[Collected data]
************

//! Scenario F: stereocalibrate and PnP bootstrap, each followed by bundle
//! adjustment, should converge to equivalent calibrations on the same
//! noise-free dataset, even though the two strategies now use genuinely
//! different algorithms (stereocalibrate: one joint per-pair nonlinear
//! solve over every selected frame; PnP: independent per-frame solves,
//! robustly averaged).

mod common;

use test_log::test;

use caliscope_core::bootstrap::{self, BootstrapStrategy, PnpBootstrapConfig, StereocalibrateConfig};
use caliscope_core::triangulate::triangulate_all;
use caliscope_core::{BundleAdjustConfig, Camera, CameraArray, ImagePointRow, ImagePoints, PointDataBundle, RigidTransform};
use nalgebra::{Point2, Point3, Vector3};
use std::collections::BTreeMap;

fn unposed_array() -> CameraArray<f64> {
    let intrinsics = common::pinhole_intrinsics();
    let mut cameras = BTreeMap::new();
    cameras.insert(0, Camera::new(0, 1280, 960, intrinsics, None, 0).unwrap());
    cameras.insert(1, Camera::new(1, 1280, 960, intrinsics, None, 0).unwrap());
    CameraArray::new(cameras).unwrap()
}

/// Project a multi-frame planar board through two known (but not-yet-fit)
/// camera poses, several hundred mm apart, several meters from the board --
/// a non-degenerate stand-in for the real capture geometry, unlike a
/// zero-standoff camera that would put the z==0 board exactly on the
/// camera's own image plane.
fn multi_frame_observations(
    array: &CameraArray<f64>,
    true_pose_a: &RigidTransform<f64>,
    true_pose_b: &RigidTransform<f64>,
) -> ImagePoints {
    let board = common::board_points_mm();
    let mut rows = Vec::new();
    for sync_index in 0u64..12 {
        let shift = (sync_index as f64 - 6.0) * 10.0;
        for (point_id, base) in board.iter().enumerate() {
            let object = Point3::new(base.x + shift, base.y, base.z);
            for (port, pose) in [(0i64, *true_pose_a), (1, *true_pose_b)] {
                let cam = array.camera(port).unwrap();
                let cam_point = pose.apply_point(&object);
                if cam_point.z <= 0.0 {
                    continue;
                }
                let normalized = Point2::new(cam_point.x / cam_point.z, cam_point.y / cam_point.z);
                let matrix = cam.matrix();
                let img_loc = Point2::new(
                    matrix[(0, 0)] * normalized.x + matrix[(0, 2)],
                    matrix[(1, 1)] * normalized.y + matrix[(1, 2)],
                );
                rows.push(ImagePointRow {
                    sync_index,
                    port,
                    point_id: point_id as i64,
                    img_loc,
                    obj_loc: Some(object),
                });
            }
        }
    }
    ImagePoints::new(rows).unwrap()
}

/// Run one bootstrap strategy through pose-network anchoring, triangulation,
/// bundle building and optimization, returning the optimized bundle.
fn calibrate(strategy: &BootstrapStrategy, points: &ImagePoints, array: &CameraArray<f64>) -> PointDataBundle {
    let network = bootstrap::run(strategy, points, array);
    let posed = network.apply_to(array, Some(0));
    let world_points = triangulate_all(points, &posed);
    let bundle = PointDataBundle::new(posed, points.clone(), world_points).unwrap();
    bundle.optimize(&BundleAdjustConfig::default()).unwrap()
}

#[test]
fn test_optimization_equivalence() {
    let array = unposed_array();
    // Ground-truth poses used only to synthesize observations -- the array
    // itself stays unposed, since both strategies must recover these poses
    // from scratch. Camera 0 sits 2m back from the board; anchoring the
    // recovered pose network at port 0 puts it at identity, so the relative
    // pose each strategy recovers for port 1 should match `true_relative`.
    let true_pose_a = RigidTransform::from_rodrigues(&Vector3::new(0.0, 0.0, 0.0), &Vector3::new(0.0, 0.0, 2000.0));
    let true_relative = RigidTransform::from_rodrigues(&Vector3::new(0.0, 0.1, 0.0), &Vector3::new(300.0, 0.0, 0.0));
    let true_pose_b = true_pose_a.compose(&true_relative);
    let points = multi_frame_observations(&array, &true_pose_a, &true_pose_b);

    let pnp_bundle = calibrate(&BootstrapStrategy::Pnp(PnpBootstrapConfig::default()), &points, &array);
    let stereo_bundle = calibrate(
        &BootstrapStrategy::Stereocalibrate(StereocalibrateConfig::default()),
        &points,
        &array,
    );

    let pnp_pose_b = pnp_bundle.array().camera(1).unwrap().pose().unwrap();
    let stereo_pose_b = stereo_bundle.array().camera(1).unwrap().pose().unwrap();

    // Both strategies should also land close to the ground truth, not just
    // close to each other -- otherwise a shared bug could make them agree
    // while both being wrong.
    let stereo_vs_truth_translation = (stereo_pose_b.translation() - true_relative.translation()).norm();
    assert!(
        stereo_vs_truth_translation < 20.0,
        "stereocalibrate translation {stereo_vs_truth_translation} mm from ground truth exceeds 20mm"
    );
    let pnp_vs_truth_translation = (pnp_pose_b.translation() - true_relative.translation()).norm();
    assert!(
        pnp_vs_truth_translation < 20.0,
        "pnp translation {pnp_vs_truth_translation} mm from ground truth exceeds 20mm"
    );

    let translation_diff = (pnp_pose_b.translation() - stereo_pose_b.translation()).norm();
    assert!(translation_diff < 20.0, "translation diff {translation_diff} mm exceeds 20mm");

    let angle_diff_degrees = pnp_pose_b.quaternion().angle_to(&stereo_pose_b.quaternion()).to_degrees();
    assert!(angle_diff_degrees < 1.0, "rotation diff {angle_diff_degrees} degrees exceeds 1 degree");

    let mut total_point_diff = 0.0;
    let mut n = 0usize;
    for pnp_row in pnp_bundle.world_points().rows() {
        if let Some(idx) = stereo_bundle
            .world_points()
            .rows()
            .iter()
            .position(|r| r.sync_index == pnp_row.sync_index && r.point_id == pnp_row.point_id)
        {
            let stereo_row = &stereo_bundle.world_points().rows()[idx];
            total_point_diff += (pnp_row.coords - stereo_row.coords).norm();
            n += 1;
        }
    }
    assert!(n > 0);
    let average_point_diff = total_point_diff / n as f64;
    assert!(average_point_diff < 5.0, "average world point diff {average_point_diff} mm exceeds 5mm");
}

************

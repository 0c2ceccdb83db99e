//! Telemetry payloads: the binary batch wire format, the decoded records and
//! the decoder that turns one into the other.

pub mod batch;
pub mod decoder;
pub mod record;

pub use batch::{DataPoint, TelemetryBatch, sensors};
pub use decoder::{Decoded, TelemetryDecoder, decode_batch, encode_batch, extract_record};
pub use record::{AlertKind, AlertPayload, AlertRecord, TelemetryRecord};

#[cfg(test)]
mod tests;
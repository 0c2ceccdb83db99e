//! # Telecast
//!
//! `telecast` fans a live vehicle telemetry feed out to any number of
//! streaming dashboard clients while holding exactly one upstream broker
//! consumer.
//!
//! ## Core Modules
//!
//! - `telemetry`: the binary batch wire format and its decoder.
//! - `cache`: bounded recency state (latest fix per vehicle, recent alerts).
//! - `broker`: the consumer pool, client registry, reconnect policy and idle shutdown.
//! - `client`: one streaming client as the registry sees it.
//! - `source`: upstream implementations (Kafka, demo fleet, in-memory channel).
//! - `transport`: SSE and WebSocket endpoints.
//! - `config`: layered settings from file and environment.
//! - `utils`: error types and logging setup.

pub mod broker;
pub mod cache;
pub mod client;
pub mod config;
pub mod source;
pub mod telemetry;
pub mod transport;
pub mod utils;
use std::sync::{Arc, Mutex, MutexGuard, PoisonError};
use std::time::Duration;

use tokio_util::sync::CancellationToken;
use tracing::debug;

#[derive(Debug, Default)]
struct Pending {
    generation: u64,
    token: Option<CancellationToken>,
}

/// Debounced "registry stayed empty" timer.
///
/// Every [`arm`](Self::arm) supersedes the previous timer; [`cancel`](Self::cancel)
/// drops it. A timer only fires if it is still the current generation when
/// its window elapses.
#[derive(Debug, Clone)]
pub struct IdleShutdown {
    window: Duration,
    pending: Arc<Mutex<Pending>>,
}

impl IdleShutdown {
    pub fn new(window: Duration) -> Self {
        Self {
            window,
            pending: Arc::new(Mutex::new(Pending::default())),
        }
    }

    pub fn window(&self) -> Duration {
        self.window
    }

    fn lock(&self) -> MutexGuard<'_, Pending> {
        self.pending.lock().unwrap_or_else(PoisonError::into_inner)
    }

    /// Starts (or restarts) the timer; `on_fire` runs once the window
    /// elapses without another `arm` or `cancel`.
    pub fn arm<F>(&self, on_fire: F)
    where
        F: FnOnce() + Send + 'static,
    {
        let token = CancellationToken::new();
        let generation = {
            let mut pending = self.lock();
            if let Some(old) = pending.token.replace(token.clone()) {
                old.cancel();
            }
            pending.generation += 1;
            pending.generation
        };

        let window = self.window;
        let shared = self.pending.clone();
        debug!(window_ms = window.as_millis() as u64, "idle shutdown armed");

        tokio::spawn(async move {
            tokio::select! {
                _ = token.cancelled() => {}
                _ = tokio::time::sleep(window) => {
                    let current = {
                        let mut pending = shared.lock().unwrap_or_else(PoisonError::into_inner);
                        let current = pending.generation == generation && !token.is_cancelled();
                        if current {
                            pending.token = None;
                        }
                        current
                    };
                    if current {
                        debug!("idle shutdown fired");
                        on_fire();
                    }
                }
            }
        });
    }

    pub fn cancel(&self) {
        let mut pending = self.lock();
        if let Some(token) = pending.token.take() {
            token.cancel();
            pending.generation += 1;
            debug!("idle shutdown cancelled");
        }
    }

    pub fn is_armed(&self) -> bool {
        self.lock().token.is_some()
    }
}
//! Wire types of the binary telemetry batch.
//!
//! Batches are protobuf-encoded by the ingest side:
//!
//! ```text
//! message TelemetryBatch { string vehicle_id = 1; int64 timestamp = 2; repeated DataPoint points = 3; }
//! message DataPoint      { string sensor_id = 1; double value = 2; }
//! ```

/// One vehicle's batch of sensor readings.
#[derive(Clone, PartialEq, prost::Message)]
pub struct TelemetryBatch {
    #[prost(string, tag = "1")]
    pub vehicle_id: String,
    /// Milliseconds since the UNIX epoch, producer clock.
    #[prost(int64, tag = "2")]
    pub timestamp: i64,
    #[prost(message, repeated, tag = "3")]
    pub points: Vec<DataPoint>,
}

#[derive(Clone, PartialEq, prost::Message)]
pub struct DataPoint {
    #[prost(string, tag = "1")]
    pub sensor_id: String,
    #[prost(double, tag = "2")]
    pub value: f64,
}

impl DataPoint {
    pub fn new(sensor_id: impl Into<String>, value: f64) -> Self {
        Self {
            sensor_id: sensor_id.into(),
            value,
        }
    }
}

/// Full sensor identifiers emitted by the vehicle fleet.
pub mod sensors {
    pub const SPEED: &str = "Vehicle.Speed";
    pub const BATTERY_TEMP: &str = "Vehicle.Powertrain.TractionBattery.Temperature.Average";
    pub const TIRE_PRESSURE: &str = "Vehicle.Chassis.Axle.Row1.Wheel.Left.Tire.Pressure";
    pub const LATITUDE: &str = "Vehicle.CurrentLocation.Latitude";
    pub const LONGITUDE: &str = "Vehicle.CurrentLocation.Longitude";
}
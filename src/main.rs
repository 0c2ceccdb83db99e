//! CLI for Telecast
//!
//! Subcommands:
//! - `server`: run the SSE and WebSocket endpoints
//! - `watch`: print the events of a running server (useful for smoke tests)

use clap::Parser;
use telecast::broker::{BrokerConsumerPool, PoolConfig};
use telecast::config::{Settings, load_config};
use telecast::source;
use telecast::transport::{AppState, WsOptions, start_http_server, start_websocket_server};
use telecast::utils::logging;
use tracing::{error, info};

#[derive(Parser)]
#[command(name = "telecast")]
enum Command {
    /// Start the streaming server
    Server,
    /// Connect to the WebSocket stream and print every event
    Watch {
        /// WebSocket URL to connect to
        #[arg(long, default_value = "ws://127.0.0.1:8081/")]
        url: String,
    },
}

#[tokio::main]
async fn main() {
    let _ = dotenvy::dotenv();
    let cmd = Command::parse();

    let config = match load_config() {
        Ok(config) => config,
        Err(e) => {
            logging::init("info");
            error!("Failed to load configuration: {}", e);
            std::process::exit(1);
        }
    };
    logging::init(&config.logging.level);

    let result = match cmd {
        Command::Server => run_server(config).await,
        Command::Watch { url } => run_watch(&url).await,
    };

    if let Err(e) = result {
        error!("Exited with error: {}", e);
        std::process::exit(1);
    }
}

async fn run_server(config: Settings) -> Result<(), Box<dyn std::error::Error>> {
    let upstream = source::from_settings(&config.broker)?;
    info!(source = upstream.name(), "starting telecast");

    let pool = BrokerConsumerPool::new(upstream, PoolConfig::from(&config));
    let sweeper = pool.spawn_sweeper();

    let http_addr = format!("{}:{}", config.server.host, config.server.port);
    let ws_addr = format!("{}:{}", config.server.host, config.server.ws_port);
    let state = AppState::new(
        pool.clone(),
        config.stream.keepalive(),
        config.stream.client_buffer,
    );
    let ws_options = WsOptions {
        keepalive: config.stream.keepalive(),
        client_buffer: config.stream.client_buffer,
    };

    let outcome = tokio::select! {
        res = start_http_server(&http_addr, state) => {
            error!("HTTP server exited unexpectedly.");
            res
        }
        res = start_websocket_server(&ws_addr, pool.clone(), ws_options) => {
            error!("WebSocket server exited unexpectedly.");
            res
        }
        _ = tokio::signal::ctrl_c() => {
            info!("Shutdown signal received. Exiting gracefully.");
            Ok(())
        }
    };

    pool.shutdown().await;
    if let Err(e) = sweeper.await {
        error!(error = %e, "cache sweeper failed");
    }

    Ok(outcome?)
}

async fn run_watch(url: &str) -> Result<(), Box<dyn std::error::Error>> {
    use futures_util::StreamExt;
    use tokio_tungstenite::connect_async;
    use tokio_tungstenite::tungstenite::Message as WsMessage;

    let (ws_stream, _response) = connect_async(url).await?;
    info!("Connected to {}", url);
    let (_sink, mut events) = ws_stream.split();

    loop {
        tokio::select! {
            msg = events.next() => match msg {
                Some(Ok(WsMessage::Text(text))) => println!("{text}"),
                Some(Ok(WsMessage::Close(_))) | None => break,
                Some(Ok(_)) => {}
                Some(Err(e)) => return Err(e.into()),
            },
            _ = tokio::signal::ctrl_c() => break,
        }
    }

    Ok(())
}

************

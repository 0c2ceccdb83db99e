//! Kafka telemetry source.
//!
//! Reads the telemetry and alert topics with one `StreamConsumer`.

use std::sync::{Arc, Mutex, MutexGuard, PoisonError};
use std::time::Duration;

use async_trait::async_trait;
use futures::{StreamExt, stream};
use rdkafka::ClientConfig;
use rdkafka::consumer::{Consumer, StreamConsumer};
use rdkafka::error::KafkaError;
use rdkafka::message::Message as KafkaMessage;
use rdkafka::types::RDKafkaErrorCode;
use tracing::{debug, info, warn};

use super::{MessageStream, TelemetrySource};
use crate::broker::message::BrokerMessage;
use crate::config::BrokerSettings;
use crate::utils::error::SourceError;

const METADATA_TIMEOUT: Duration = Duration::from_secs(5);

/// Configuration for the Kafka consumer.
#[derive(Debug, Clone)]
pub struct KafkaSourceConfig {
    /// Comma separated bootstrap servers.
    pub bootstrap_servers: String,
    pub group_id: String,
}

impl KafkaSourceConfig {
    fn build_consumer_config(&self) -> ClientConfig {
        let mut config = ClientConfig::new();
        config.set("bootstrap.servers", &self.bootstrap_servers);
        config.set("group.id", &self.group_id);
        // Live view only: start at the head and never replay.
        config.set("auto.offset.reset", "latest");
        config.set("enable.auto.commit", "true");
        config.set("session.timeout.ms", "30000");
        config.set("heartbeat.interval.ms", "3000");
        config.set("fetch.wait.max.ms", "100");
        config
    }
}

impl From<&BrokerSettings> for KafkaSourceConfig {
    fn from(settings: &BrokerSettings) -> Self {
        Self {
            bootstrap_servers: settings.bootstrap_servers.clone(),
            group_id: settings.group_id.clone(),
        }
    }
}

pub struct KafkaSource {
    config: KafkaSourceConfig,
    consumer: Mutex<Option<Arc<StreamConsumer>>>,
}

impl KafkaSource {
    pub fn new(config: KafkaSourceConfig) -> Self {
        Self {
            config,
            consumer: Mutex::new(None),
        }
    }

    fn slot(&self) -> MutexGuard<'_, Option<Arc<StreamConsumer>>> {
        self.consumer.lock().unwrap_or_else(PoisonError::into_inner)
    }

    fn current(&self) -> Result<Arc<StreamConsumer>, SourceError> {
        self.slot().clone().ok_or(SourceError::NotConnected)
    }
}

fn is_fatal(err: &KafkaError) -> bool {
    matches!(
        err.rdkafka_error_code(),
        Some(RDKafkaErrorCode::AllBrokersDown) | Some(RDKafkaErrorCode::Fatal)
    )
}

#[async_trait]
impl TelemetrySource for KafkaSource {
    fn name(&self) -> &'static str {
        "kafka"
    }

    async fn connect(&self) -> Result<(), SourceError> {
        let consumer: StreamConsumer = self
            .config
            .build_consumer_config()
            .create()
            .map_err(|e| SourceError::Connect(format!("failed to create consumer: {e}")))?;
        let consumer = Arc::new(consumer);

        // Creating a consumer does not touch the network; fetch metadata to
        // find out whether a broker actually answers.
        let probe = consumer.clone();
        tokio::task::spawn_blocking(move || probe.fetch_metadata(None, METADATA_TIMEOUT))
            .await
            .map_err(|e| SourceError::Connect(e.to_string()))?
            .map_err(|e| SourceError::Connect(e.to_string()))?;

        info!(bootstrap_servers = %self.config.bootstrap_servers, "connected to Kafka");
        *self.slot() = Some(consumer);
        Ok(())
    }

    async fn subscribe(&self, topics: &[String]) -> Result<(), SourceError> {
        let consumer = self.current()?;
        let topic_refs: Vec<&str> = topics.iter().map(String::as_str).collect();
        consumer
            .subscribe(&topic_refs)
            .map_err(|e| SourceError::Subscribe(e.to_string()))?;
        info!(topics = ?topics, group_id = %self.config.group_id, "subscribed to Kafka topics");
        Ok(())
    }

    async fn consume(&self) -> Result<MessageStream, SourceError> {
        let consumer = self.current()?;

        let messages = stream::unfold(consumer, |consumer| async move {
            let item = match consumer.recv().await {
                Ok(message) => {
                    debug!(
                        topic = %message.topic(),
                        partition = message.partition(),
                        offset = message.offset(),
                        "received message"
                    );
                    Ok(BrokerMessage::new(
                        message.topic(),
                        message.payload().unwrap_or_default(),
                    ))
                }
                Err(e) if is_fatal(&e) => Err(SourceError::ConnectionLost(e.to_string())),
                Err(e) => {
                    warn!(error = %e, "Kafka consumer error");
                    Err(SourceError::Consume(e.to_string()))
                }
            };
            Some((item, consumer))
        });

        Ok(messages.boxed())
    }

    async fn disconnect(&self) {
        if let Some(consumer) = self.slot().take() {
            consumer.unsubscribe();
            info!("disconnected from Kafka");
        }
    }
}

************

Among the lines above, find those carrying the word "BrokerConsumerPool" and copy them out.

use telecast::broker::{BrokerConsumerPool, PoolConfig};
    let pool = BrokerConsumerPool::new(upstream, PoolConfig::from(&config));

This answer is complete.